[Start of Attachment]
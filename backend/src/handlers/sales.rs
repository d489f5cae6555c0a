use axum::{
    extract::{rejection::PathRejection, Path, Query, State},
    http::header::{CONTENT_DISPOSITION, CONTENT_TYPE},
    response::IntoResponse,
    Json,
};
use serde::Deserialize;
use utoipa::{IntoParams, ToSchema};
use validator::Validate;

use crate::{
    error::AppError,
    models::{
        analytics::{SalesStatistics, SalesSummary},
        sales_record::SalesRecord,
    },
    repositories::{sales_record, SalesFilters},
    state::AppState,
    types::SalesRecordId,
    utils::{csv::append_csv_row, time},
};

use super::common::SalesFilterQuery;

pub const DEFAULT_LIST_LIMIT: i64 = 100;

const EXPORT_HEADERS: [&str; 12] = [
    "id",
    "order_id",
    "product_name",
    "category",
    "customer_name",
    "region",
    "sales_amount",
    "quantity",
    "unit_price",
    "sales_date",
    "sales_person",
    "payment_method",
];

fn default_list_limit() -> i64 {
    DEFAULT_LIST_LIMIT
}

#[derive(Debug, Deserialize, Validate, IntoParams, ToSchema)]
pub struct SalesListQuery {
    #[serde(default)]
    #[validate(range(min = 0))]
    pub skip: i64,
    #[serde(default = "default_list_limit")]
    #[validate(range(min = 1, max = 1000))]
    pub limit: i64,
    pub region: Option<String>,
    pub category: Option<String>,
}

impl SalesListQuery {
    fn filters(&self) -> SalesFilters {
        SalesFilters {
            region: self.region.clone().filter(|v| !v.trim().is_empty()),
            category: self.category.clone().filter(|v| !v.trim().is_empty()),
            ..SalesFilters::default()
        }
    }
}

pub async fn list_sales(
    State(state): State<AppState>,
    Query(q): Query<SalesListQuery>,
) -> Result<Json<Vec<SalesRecord>>, AppError> {
    q.validate()?;
    let records =
        sales_record::list_sales_records(&state.pool, &q.filters(), q.skip, q.limit).await?;
    Ok(Json(records))
}

pub async fn get_sale(
    State(state): State<AppState>,
    id: Result<Path<SalesRecordId>, PathRejection>,
) -> Result<Json<SalesRecord>, AppError> {
    let Path(id) = id?;
    sales_record::find_by_id(&state.pool, id)
        .await?
        .map(Json)
        .ok_or_else(|| AppError::NotFound(format!("Sales record {} not found", id)))
}

pub async fn sales_summary(State(state): State<AppState>) -> Result<Json<SalesSummary>, AppError> {
    Ok(Json(state.analytics.summary().await?))
}

pub async fn sales_statistics(
    State(state): State<AppState>,
    Query(q): Query<SalesFilterQuery>,
) -> Result<Json<SalesStatistics>, AppError> {
    let filters = q.into_filters()?;
    Ok(Json(state.analytics.statistics(&filters).await?))
}

fn export_row(record: SalesRecord) -> Vec<String> {
    vec![
        record.id.to_string(),
        record.order_id,
        record.product_name,
        record.category,
        record.customer_name,
        record.region,
        format!("{:.2}", record.sales_amount),
        record.quantity.to_string(),
        format!("{:.2}", record.unit_price),
        record.sales_date.format("%Y-%m-%d %H:%M:%S").to_string(),
        record.sales_person,
        record.payment_method,
    ]
}

pub fn build_export_csv(records: Vec<SalesRecord>) -> String {
    let mut csv = String::new();
    let headers: Vec<String> = EXPORT_HEADERS.iter().map(|h| h.to_string()).collect();
    append_csv_row(&mut csv, &headers);
    for record in records {
        append_csv_row(&mut csv, &export_row(record));
    }
    csv
}

pub async fn export_sales(
    State(state): State<AppState>,
    Query(q): Query<SalesFilterQuery>,
) -> Result<impl IntoResponse, AppError> {
    let filters = q.into_filters()?;
    let records = sales_record::export_sales_records(&state.pool, &filters).await?;
    let count = records.len();

    let csv_data = tokio::task::spawn_blocking(move || build_export_csv(records))
        .await
        .map_err(|e| AppError::InternalServerError(e.into()))?;

    let filename = format!(
        "sales_export_{}.csv",
        time::file_stamp(&state.config.time_zone)
    );
    tracing::info!(records = count, filename = %filename, "Exported sales records");

    Ok((
        [
            (CONTENT_TYPE, "text/csv; charset=utf-8".to_string()),
            (
                CONTENT_DISPOSITION,
                format!("attachment; filename=\"{}\"", filename),
            ),
        ],
        csv_data,
    ))
}
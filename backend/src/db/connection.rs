use sqlx::postgres::{PgPool, PgPoolOptions};
use std::time::Duration;

pub type DbPool = PgPool;

pub async fn create_pool(database_url: &str, max_connections: u32) -> anyhow::Result<DbPool> {
    let pool = PgPoolOptions::new()
        .max_connections(max_connections)
        .acquire_timeout(Duration::from_secs(30))
        .connect(database_url)
        .await?;
    Ok(pool)
}
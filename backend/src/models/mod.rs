//! Data models shared across database access and API handlers.

pub mod analytics;
pub mod import_log;
pub mod sales_record;
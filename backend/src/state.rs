use crate::{
    config::Config,
    db::connection::DbPool,
    services::{Importer, SalesAnalytics},
};

#[derive(Clone)]
pub struct AppState {
    pub pool: DbPool,
    pub config: Config,
    pub importer: Importer,
    pub analytics: SalesAnalytics,
}

impl AppState {
    pub fn new(pool: DbPool, config: Config) -> Self {
        let importer = Importer::new(pool.clone(), config.importer_config());
        let analytics = SalesAnalytics::new(pool.clone());
        Self {
            pool,
            config,
            importer,
            analytics,
        }
    }
}

impl From<(DbPool, Config)> for AppState {
    fn from((pool, config): (DbPool, Config)) -> Self {
        Self::new(pool, config)
    }
}
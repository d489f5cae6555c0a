use axum::{
    body::Bytes,
    extract::{multipart::MultipartRejection, Multipart, State},
    Json,
};

use crate::{
    error::{AppError, UploadRejection},
    models::import_log::{ImportLog, ImportResult},
    repositories::import_log,
    services::Importer,
    state::AppState,
};

pub const FILE_FIELD: &str = "file";
pub const HISTORY_LIMIT: i64 = 20;

/// Reads the `file` field, enforcing the filename rules and size limit while streaming.
async fn read_upload(
    importer: &Importer,
    multipart: &mut Multipart,
) -> Result<(String, Bytes), AppError> {
    while let Some(mut field) = multipart.next_field().await? {
        if field.name() != Some(FILE_FIELD) {
            continue;
        }

        let filename = field.file_name().unwrap_or_default().trim().to_string();
        importer.config().validate_filename(&filename)?;

        let mut buffer = Vec::new();
        while let Some(chunk) = field.chunk().await? {
            importer.config().validate_size(buffer.len() + chunk.len())?;
            buffer.extend_from_slice(&chunk);
        }
        return Ok((filename, Bytes::from(buffer)));
    }

    Err(UploadRejection::MissingFileField(FILE_FIELD).into())
}

pub async fn upload_csv(
    State(state): State<AppState>,
    multipart: Result<Multipart, MultipartRejection>,
) -> Result<Json<ImportResult>, AppError> {
    let mut multipart = multipart?;
    let importer = &state.importer;
    let (filename, bytes) = read_upload(importer, &mut multipart).await?;
    importer.config().validate_upload(&filename, bytes.len())?;

    Ok(Json(importer.import_upload(bytes, &filename).await?))
}

pub async fn upload_history(
    State(state): State<AppState>,
) -> Result<Json<Vec<ImportLog>>, AppError> {
    let logs = import_log::list_recent_import_logs(&state.pool, HISTORY_LIMIT).await?;
    Ok(Json(logs))
}
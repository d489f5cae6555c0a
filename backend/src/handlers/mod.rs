pub mod analytics;
pub mod common;
pub mod health;
pub mod sales;
pub mod upload;
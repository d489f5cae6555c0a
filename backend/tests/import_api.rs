use axum::{
    body::Body,
    http::{header, Request, StatusCode},
    Router,
};
use sales_analyzer_backend::{
    repositories::{import_log, sales_record, SalesFilters},
    router::build_router,
    services::{
        importer::{stage_upload, ImporterConfig},
        Importer,
    },
    state::AppState,
};
use sqlx::PgPool;
use std::sync::OnceLock;
use tokio::sync::Mutex;
use tower::ServiceExt;

#[path = "support/mod.rs"]
mod support;

use support::{csv_document, csv_line};

async fn integration_guard() -> tokio::sync::MutexGuard<'static, ()> {
    static GUARD: OnceLock<Mutex<()>> = OnceLock::new();
    GUARD.get_or_init(|| Mutex::new(())).lock().await
}

fn app(pool: PgPool) -> Router {
    build_router(support::test_state(pool))
}

fn upload_request(uri: &str, field: &str, filename: &str, content: &[u8]) -> Request<Body> {
    Request::builder()
        .method("POST")
        .uri(uri)
        .header(header::CONTENT_TYPE, support::multipart_content_type())
        .body(Body::from(support::multipart_body(field, filename, content)))
        .expect("build upload request")
}

fn valid_lines(count: usize) -> Vec<String> {
    (1..=count)
        .map(|i| {
            csv_line(
                &format!("ORD-{i}"),
                &format!("Product {i}"),
                "North",
                "120.50",
                "2024-01-15 10:00:00",
            )
        })
        .collect()
}

async fn record_count(pool: &PgPool) -> i64 {
    sales_record::count_sales_records(pool, &SalesFilters::default())
        .await
        .expect("count records")
}

#[tokio::test]
async fn upload_imports_every_valid_row_and_logs_success() {
    let _guard = integration_guard().await;
    let pool = support::fresh_pool().await;
    let csv = csv_document(&valid_lines(5));

    let response = app(pool.clone())
        .oneshot(upload_request("/api/v1/upload", "file", "sales.csv", csv.as_bytes()))
        .await
        .expect("call upload");

    assert_eq!(response.status(), StatusCode::OK);
    let body = support::body_json(response).await;
    assert_eq!(body["success"], true);
    assert_eq!(body["filename"], "sales.csv");
    assert_eq!(body["records_imported"], 5);
    assert_eq!(body["records_rejected"], 0);
    assert!(body.get("errors").is_none());

    assert_eq!(record_count(&pool).await, 5);
    let logs = import_log::list_recent_import_logs(&pool, 20)
        .await
        .expect("list logs");
    assert_eq!(logs.len(), 1);
    assert_eq!(logs[0].records_imported, 5);
    assert_eq!(logs[0].file_size, csv.len() as i64);
    assert_eq!(logs[0].import_status.as_str(), "success");
}

#[tokio::test]
async fn upload_skips_rows_that_fail_conversion() {
    let _guard = integration_guard().await;
    let pool = support::fresh_pool().await;
    let mut lines = valid_lines(5);
    lines[2] = csv_line("ORD-3", "Product 3", "North", "abc", "2024-01-15 10:00:00");
    let csv = csv_document(&lines);

    let response = app(pool.clone())
        .oneshot(upload_request("/api/v1/upload", "file", "sales.csv", csv.as_bytes()))
        .await
        .expect("call upload");

    assert_eq!(response.status(), StatusCode::OK);
    let body = support::body_json(response).await;
    assert_eq!(body["success"], true);
    assert_eq!(body["records_imported"], 4);
    assert_eq!(body["records_rejected"], 1);
    assert_eq!(record_count(&pool).await, 4);
}

#[tokio::test]
async fn upload_drops_duplicates_and_incomplete_rows() {
    let _guard = integration_guard().await;
    let pool = support::fresh_pool().await;
    let mut lines = valid_lines(2);
    lines.push(lines[0].clone());
    lines.push(csv_line("ORD-9", "Product 9", "NA", "10", "2024-01-15 10:00:00"));
    lines.push("ORD-10,Product 10,Tools".to_string());
    let csv = csv_document(&lines);

    let response = app(pool.clone())
        .oneshot(upload_request("/api/v1/upload", "file", "sales.csv", csv.as_bytes()))
        .await
        .expect("call upload");

    let body = support::body_json(response).await;
    assert_eq!(body["records_imported"], 2);
    assert_eq!(body["records_rejected"], 3);
    assert_eq!(record_count(&pool).await, 2);
}

#[tokio::test]
async fn upload_csv_alias_accepts_uploads() {
    let _guard = integration_guard().await;
    let pool = support::fresh_pool().await;
    let csv = csv_document(&valid_lines(2));

    let response = app(pool.clone())
        .oneshot(upload_request("/api/v1/upload/csv", "file", "SALES.CSV", csv.as_bytes()))
        .await
        .expect("call upload");

    assert_eq!(response.status(), StatusCode::OK);
    assert_eq!(record_count(&pool).await, 2);
}

#[tokio::test]
async fn non_csv_upload_is_rejected_without_history() {
    let _guard = integration_guard().await;
    let pool = support::fresh_pool().await;
    let csv = csv_document(&valid_lines(1));

    let response = app(pool.clone())
        .oneshot(upload_request("/api/v1/upload", "file", "sales.xlsx", csv.as_bytes()))
        .await
        .expect("call upload");

    assert_eq!(response.status(), StatusCode::BAD_REQUEST);
    let body = support::body_json(response).await;
    assert_eq!(body["code"], "UNSUPPORTED_FILE");
    assert_eq!(
        import_log::count_import_logs(&pool).await.expect("count logs"),
        0
    );
    assert_eq!(record_count(&pool).await, 0);
}

#[tokio::test]
async fn oversized_upload_is_rejected_without_history() {
    let _guard = integration_guard().await;
    let pool = support::fresh_pool().await;
    let mut config = support::test_config();
    config.max_upload_bytes = 64;
    let app = build_router(AppState::new(pool.clone(), config));
    let csv = csv_document(&valid_lines(5));
    assert!(csv.len() > 64);

    let response = app
        .oneshot(upload_request("/api/v1/upload", "file", "sales.csv", csv.as_bytes()))
        .await
        .expect("call upload");

    assert_eq!(response.status(), StatusCode::BAD_REQUEST);
    let body = support::body_json(response).await;
    assert_eq!(body["code"], "FILE_TOO_LARGE");
    assert_eq!(
        import_log::count_import_logs(&pool).await.expect("count logs"),
        0
    );
}

#[tokio::test]
async fn upload_without_file_field_is_rejected() {
    let _guard = integration_guard().await;
    let pool = support::fresh_pool().await;

    let response = app(pool.clone())
        .oneshot(upload_request("/api/v1/upload", "document", "sales.csv", b"a,b\n"))
        .await
        .expect("call upload");

    assert_eq!(response.status(), StatusCode::BAD_REQUEST);
    let body = support::body_json(response).await;
    assert_eq!(body["code"], "MISSING_FILE");
    assert_eq!(
        import_log::count_import_logs(&pool).await.expect("count logs"),
        0
    );
}

#[tokio::test]
async fn missing_required_column_records_failed_import() {
    let _guard = integration_guard().await;
    let pool = support::fresh_pool().await;
    let csv = "order_id,product_name,category\nORD-1,Widget,Tools\n";

    let response = app(pool.clone())
        .oneshot(upload_request("/api/v1/upload", "file", "partial.csv", csv.as_bytes()))
        .await
        .expect("call upload");

    assert_eq!(response.status(), StatusCode::OK);
    let body = support::body_json(response).await;
    assert_eq!(body["success"], false);
    assert_eq!(body["records_imported"], 0);
    let message = body["message"].as_str().unwrap_or_default();
    assert!(message.contains("sales_amount"), "message: {message}");
    assert!(body["errors"].as_array().is_some_and(|e| !e.is_empty()));

    assert_eq!(record_count(&pool).await, 0);
    let logs = import_log::list_recent_import_logs(&pool, 20)
        .await
        .expect("list logs");
    assert_eq!(logs.len(), 1);
    assert_eq!(logs[0].import_status.as_str(), "failed");
    assert_eq!(logs[0].records_imported, 0);
    assert_eq!(logs[0].file_size, csv.len() as i64);
    assert!(logs[0].error_message.is_some());
}

#[tokio::test]
async fn malformed_csv_records_failed_import_and_no_rows() {
    let _guard = integration_guard().await;
    let pool = support::fresh_pool().await;
    let mut csv = csv_document(&valid_lines(2));
    csv.push_str("ORD-X,too,many,fields,in,this,row,1,2,3,4,5,6\n");

    let response = app(pool.clone())
        .oneshot(upload_request("/api/v1/upload", "file", "sales.csv", csv.as_bytes()))
        .await
        .expect("call upload");

    let body = support::body_json(response).await;
    assert_eq!(body["success"], false);
    assert_eq!(record_count(&pool).await, 0);
    assert_eq!(
        import_log::count_import_logs(&pool).await.expect("count logs"),
        1
    );
}

#[tokio::test]
async fn truncated_multipart_body_is_rejected_as_json() {
    let _guard = integration_guard().await;
    let pool = support::fresh_pool().await;

    let response = app(pool.clone())
        .oneshot(
            Request::builder()
                .method("POST")
                .uri("/api/v1/upload")
                .header(header::CONTENT_TYPE, support::multipart_content_type())
                .body(Body::from("no boundary in this body"))
                .expect("build upload request"),
        )
        .await
        .expect("call upload");

    assert_eq!(response.status(), StatusCode::BAD_REQUEST);
    let body = support::body_json(response).await;
    assert_eq!(body["code"], "INVALID_MULTIPART");
    assert_eq!(
        import_log::count_import_logs(&pool).await.expect("count logs"),
        0
    );
}

#[tokio::test]
async fn upload_with_staging_dir_imports_and_cleans_up() {
    let _guard = integration_guard().await;
    let pool = support::fresh_pool().await;
    let dir = tempfile::tempdir().expect("tempdir");
    let mut config = support::test_config();
    config.upload_dir = Some(dir.path().to_path_buf());
    let app = build_router(AppState::new(pool.clone(), config));
    let csv = csv_document(&valid_lines(3));

    let response = app
        .oneshot(upload_request("/api/v1/upload", "file", "sales.csv", csv.as_bytes()))
        .await
        .expect("call upload");

    assert_eq!(response.status(), StatusCode::OK);
    assert_eq!(record_count(&pool).await, 3);
    let logs = import_log::list_recent_import_logs(&pool, 20)
        .await
        .expect("list logs");
    assert_eq!(logs[0].file_size, csv.len() as i64);
    let leftovers = std::fs::read_dir(dir.path()).expect("read dir").count();
    assert_eq!(leftovers, 0);
}

#[tokio::test]
async fn staged_import_reads_rows_from_disk() {
    let _guard = integration_guard().await;
    let pool = support::fresh_pool().await;
    let dir = tempfile::tempdir().expect("tempdir");
    let importer = Importer::new(
        pool.clone(),
        ImporterConfig {
            upload_dir: Some(dir.path().to_path_buf()),
            ..ImporterConfig::default()
        },
    );

    let uploaded = csv_document(&valid_lines(1));
    let staged = stage_upload(dir.path(), &chrono_tz::UTC, "sales.csv", uploaded.as_bytes())
        .await
        .expect("stage upload");
    let on_disk = csv_document(&[
        csv_line("DISK-1", "Disk Product", "East", "10.00", "2024-02-01 09:00:00"),
        csv_line("DISK-2", "Disk Product", "East", "20.00", "2024-02-02 09:00:00"),
    ]);
    std::fs::write(staged.path(), on_disk).expect("replace staged file");

    let result = importer
        .import_staged(&staged, "sales.csv")
        .await
        .expect("import staged file");
    staged.remove().await;

    assert!(result.success);
    assert_eq!(result.records_imported, 2);
    let stored = sales_record::list_sales_records(&pool, &SalesFilters::default(), 0, 10)
        .await
        .expect("list records");
    let order_ids: Vec<&str> = stored.iter().map(|r| r.order_id.as_str()).collect();
    assert_eq!(order_ids, vec!["DISK-1", "DISK-2"]);
}

#[tokio::test]
async fn history_lists_latest_twenty_newest_first() {
    let _guard = integration_guard().await;
    let pool = support::fresh_pool().await;
    let app = app(pool.clone());

    for i in 0..22 {
        let csv = csv_document(&valid_lines(1));
        let response = app
            .clone()
            .oneshot(upload_request(
                "/api/v1/upload",
                "file",
                &format!("batch_{i:02}.csv"),
                csv.as_bytes(),
            ))
            .await
            .expect("call upload");
        assert_eq!(response.status(), StatusCode::OK);
    }

    let response = app
        .oneshot(
            Request::builder()
                .uri("/api/v1/upload/history")
                .body(Body::empty())
                .expect("build history request"),
        )
        .await
        .expect("call history");

    assert_eq!(response.status(), StatusCode::OK);
    let body = support::body_json(response).await;
    let entries = body.as_array().expect("history array");
    assert_eq!(entries.len(), 20);
    assert_eq!(entries[0]["filename"], "batch_21.csv");
    assert_eq!(entries[19]["filename"], "batch_02.csv");
    assert_eq!(entries[0]["import_status"], "success");
}
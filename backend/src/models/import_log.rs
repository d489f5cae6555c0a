use chrono::{DateTime, Utc};
use serde::{Deserialize, Serialize};
use sqlx::FromRow;
use utoipa::ToSchema;

use crate::types::ImportLogId;

#[derive(Debug, Clone, Copy, PartialEq, Eq, Serialize, Deserialize, sqlx::Type, ToSchema)]
#[sqlx(type_name = "TEXT", rename_all = "snake_case")]
#[serde(rename_all = "snake_case")]
pub enum ImportStatus {
    Success,
    Failed,
}

impl ImportStatus {
    pub fn as_str(&self) -> &'static str {
        match self {
            ImportStatus::Success => "success",
            ImportStatus::Failed => "failed",
        }
    }
}

/// Audit entry written once per import attempt.
#[derive(Debug, Clone, Serialize, Deserialize, FromRow, ToSchema)]
pub struct ImportLog {
    pub id: ImportLogId,
    pub filename: String,
    /// Size of the uploaded file in bytes.
    pub file_size: i64,
    pub records_imported: i64,
    pub import_status: ImportStatus,
    pub error_message: Option<String>,
    pub imported_at: DateTime<Utc>,
}

#[derive(Debug, Clone, PartialEq)]
pub struct NewImportLog {
    pub filename: String,
    pub file_size: i64,
    pub records_imported: i64,
    pub import_status: ImportStatus,
    pub error_message: Option<String>,
}

impl NewImportLog {
    pub fn success(filename: &str, file_size: usize, records_imported: usize) -> Self {
        Self {
            filename: filename.to_string(),
            file_size: file_size as i64,
            records_imported: records_imported as i64,
            import_status: ImportStatus::Success,
            error_message: None,
        }
    }

    pub fn failed(filename: &str, file_size: usize, error_message: String) -> Self {
        Self {
            filename: filename.to_string(),
            file_size: file_size as i64,
            records_imported: 0,
            import_status: ImportStatus::Failed,
            error_message: Some(error_message),
        }
    }
}

/// Outcome of one upload, returned to the caller as JSON.
#[derive(Debug, Clone, Serialize, Deserialize, ToSchema)]
pub struct ImportResult {
    pub success: bool,
    pub filename: String,
    pub records_imported: u64,
    /// Rows dropped by cleaning or conversion.
    pub records_rejected: u64,
    pub message: String,
    #[serde(skip_serializing_if = "Option::is_none")]
    pub errors: Option<Vec<String>>,
}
[End of Attachment]
■ **Your assignment**: The required output is every line above from the one with "filename backend/src/db/connection.rs" down to the one with "while let Some(mut", restated word for word, ends included.

■ **Expected answer**:
filename backend/src/db/connection.rs
use sqlx::postgres::{PgPool, PgPoolOptions};
use std::time::Duration;

pub type DbPool = PgPool;

pub async fn create_pool(database_url: &str, max_connections: u32) -> anyhow::Result<DbPool> {
    let pool = PgPoolOptions::new()
        .max_connections(max_connections)
        .acquire_timeout(Duration::from_secs(30))
        .connect(database_url)
        .await?;
    Ok(pool)
}
filename backend/src/models/mod.rs
//! Data models shared across database access and API handlers.

pub mod analytics;
pub mod import_log;
pub mod sales_record;
filename backend/src/state.rs
use crate::{
    config::Config,
    db::connection::DbPool,
    services::{Importer, SalesAnalytics},
};

#[derive(Clone)]
pub struct AppState {
    pub pool: DbPool,
    pub config: Config,
    pub importer: Importer,
    pub analytics: SalesAnalytics,
}

impl AppState {
    pub fn new(pool: DbPool, config: Config) -> Self {
        let importer = Importer::new(pool.clone(), config.importer_config());
        let analytics = SalesAnalytics::new(pool.clone());
        Self {
            pool,
            config,
            importer,
            analytics,
        }
    }
}

impl From<(DbPool, Config)> for AppState {
    fn from((pool, config): (DbPool, Config)) -> Self {
        Self::new(pool, config)
    }
}
repository d489f5cae6555c0a
use axum::{
    body::Bytes,
    extract::{multipart::MultipartRejection, Multipart, State},
    Json,
};

use crate::{
    error::{AppError, UploadRejection},
    models::import_log::{ImportLog, ImportResult},
    repositories::import_log,
    services::Importer,
    state::AppState,
};

pub const FILE_FIELD: &str = "file";
pub const HISTORY_LIMIT: i64 = 20;

/// Reads the `file` field, enforcing the filename rules and size limit while streaming.
async fn read_upload(
    importer: &Importer,
    multipart: &mut Multipart,
) -> Result<(String, Bytes), AppError> {
    while let Some(mut field) = multipart.next_field().await? {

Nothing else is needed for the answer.